The bird in the hand, that low life insurance rate you are paying right now, can be the perfect solution and it can also be a false sense of security. People, life insurance consumers, are so attracted to 10 year term insurance rates because, face it, they are cheap. The other side of that deal is that there are plenty of life insurance agents out there who will take the easy deal and not try to explain that a 10 year policy is not the appropriate way to deal with a 20 or 30 year need.
Now, don’t get me wrong. If all a person can afford is a 10 year term, better that than nothing. But I also believe that if the need is, say 20 years, a person should strongly consider a lower amount of insurance that will stay in force for the full length of the need.

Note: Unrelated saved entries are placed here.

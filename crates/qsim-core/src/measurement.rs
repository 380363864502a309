//! Projective measurement in the computational basis.

use rand::Rng;
use tracing::trace;

use crate::embedding::embed;
use crate::error::{SimError, SimResult};
use crate::gates::{PROJECTOR_0, PROJECTOR_1};
use crate::statevector::StateVector;

/// Outcome probabilities `(p0, p1)` for measuring `position`.
///
/// Both projectors are applied to copies of `state`; the live state is not
/// touched.
pub fn probabilities(state: &StateVector, position: usize) -> SimResult<(f64, f64)> {
    let (zero, one) = project(state, position)?;
    Ok((zero.norm_sqr(), one.norm_sqr()))
}

/// Measure `position`, collapse `state`, and return the outcome.
///
/// `true` means the qubit was found in |1⟩. The sampled branch is
/// renormalised before it replaces the live state.
///
/// # Errors
///
/// - [`SimError::InvalidTarget`] if `position` is out of range.
/// - [`SimError::StateInvariant`] if `p0 + p1` differs from 1 by more than
///   `tolerance`.
pub fn measure<R: Rng>(
    state: &mut StateVector,
    position: usize,
    rng: &mut R,
    tolerance: f64,
) -> SimResult<bool> {
    let (zero, one) = project(state, position)?;
    let p0 = zero.norm_sqr();
    let p1 = one.norm_sqr();

    let total = p0 + p1;
    if (total - 1.0).abs() > tolerance {
        return Err(SimError::StateInvariant(format!(
            "measurement probabilities sum to {total} (p0 = {p0}, p1 = {p1})"
        )));
    }

    let r: f64 = rng.r#gen();
    let outcome = r >= p0;
    trace!(position, p0, p1, outcome, "sampled measurement");

    let mut collapsed = if outcome { one } else { zero };
    collapsed.normalize()?;
    *state = collapsed;
    Ok(outcome)
}

fn project(state: &StateVector, position: usize) -> SimResult<(StateVector, StateVector)> {
    let n = state.num_qubits();
    let p0 = embed(&PROJECTOR_0, &[position], n)?;
    let p1 = embed(&PROJECTOR_1, &[position], n)?;

    let mut zero = state.clone();
    zero.apply(&p0)?;
    let mut one = state.clone();
    one.apply(&p1)?;
    Ok((zero, one))
}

Tricky thing, balancing need and budget, but the truth is that most 10 year term is not purchased because that’s all a person can afford. Most 10 year term is purchased out of ignorance of the implications of that decision. People don’t consider what happens if there is a health change. They don’t have the agent run the numbers so they will have an idea what it would cost to get a new policy at the end of the 10 years. The cost of waiting very often makes the small difference in initial price seem foolish in comparison.
Just an example. Let’s use a 50 year old guy in preferred health. He buys $500,000 of 10 year term, even though he admits that his mortgage payoff and retirement will likely be more of a 20 year need. The good news is that the policy has a rate of $660 annually. Very affordable. If he went with the 20 year term now, it would be $1140 annually. But, he buys the 10 year term.
Two scenarios. Over the next 10 years his health remains the same and he decides to buy a new 10 year term. The new policy is $1700 annually. Over the full 20 years he will pay $23,600 for the life insurance coverage. It wouldn’t be a huge savings, but if he had purchased a 20 year term in the beginning, his total cost would have been $22,800.
The real problem comes with health changes. Let’s say, for instance, that he develops diabetes before he reaches age 60. Assuming the best possible scenario, his new 10 year term at age 60 will cost $2265.00, making his 20 year cost $29,250.
Bottom line. There is a cost to waiting and there can be a huge cost to gambling on your future health. Make your agent show you all sides of the story before you make your final decision. It could be that having two policies with different term lengths could be the answer, a method called staggering.